EOLYN Pre-Launch Party -- Q&A Session with Eric T. Reynolds

Let me know how that works.  The files are kind of big, and I couldn't figure out how to condense them, so it might take a while to download.  (Note that these files are simply audio and do not include the pictures.)

My biggest surprise last night:  A phone call from Kimberly Vandervort, author of THE SONG AND THE SORCERESS, the novel that inspired me to submit to to Hadley Rille.  Thanks so much, Kim, for remembering EOLYN's big night!

In other good news, the hardcover edition of EOLYN is now available for purchase through the following links:

EOLYN on Amazon

EOLYN on Amazon.uk

EOLYN on Amazon.canada

The novel will be available soon in paperback and electronic format for Kindle and Nook, but if you're looking for a new volume to grace  your bookshelf, consider purchasing EOLYN in hardcover.  It's beautiful.  To give you an idea, here's what it looks like on my bookshelf:

Wednesday, April 20, 2011

My New Beginning

There's a Minneapolis group called Semisonic (formerly Trip Shakespeare) which for various reasons has long been close to my heart. I've got one of their songs, 'Closing Time' running repeatedly through my head lately, and my mind always returns to the same verse:

Every new beginning comes from some other beginning's end.

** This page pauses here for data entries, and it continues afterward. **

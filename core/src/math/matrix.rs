use crate::prelude::{StageError, StageResult};
use ndarray::Array2;

pub struct MatrixHelper;

impl MatrixHelper {
    /// Stack equally long rows into a `[rows][columns]` matrix.
    pub fn stack_rows(rows: &[Vec<f64>]) -> StageResult<Array2<f64>> {
        let columns = rows.first().map(Vec::len).unwrap_or(0);
        let mut flat = Vec::with_capacity(rows.len() * columns);
        for row in rows {
            if row.len() != columns {
                return Err(StageError::ShapeMismatch {
                    expected: columns,
                    found: row.len(),
                });
            }
            flat.extend_from_slice(row);
        }
        Array2::from_shape_vec((rows.len(), columns), flat)
            .map_err(|err| StageError::Internal(err.to_string()))
    }
}

#[cfg(test)]
mod tests {
    use super::*;

    #[test]
    fn stack_rows_keeps_row_order() {
        let matrix = MatrixHelper::stack_rows(&[vec![1.0, 2.0], vec![3.0, 4.0]]).unwrap();
        assert_eq!(matrix.dim(), (2, 2));
        assert_eq!(matrix[[1, 0]], 3.0);
    }

    #[test]
    fn stack_rows_rejects_ragged_input() {
        let err = MatrixHelper::stack_rows(&[vec![1.0, 2.0], vec![3.0]]).unwrap_err();
        assert_eq!(
            err,
            StageError::ShapeMismatch {
                expected: 2,
                found: 1
            }
        );
    }
}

Today I had a beginning that was also an end. I held in my hands, for the very first time, a trade paperback entitled EOLYN, published by Hadley Rille Books. ISBN13-978-0-9829467-9-4. Written by Karin Rita Gastreich. Edited by Eric T. Reynolds. Cover art by Jesse Smolover. Cover design by Melissa J. Lytton. With a map of the Kingdom of Moisehén by Ginger Prewitt.

It is the end of my journey of writing EOLYN, and the beginning of my journey of sharing her with the world. I am thoroughly excited, moved to tears. Happy and sad -- and hopeful -- at the same time. Hopeful that she will bring as much joy to you, the reader, as she has brought to me during the last four-and-a-half years.

One week from Friday, on April 29th, Avila University will host a pre-launch party for the novel at the Hooley-Bundschu Library, starting at 7pm. I am so happy that I will have the opportunity, seven days before the official release date, to share this magic with the Avila community, where I have taught biology and related topics to many wonderful students for nearly eight semesters. Avila student Shawna Westphal has designed two great posters for the event. This one, which I think captures very nicely Avila's family style:

 And this one, which invokes a more dramatic mood:

It's been really great working with Shawna and all the folks at the Avila library.  I know we're going to have a great evening, and if you're in the Kansas City area, I hope you'll come and join us.  For those of you who can't make it -- stay tuned to this blog, as I'll be telling you all about it, and plan to post audiorecordings of the readings for your enjoyment. 

I keep thinking, as I turn the book over in my hands, "Isn't there something else left for me to do on this?"  But there isn't.  Not with this manuscript, at any rate.  That beginning has now ended; a new beginning is on the horizon.  It's time for us to celebrate, enjoy the fruits of this labor, and step forward into the next adventure. . .

Saturday, April 16, 2011

Women, Epic Fantasy and George RR Martin

Who'd've thought -- just days after my celebration over the positive review for EOLYN from Publishers Weekly, I find my hackles raised over a rather scathing commentary on the life's work of one of my heroes, George RR Martin.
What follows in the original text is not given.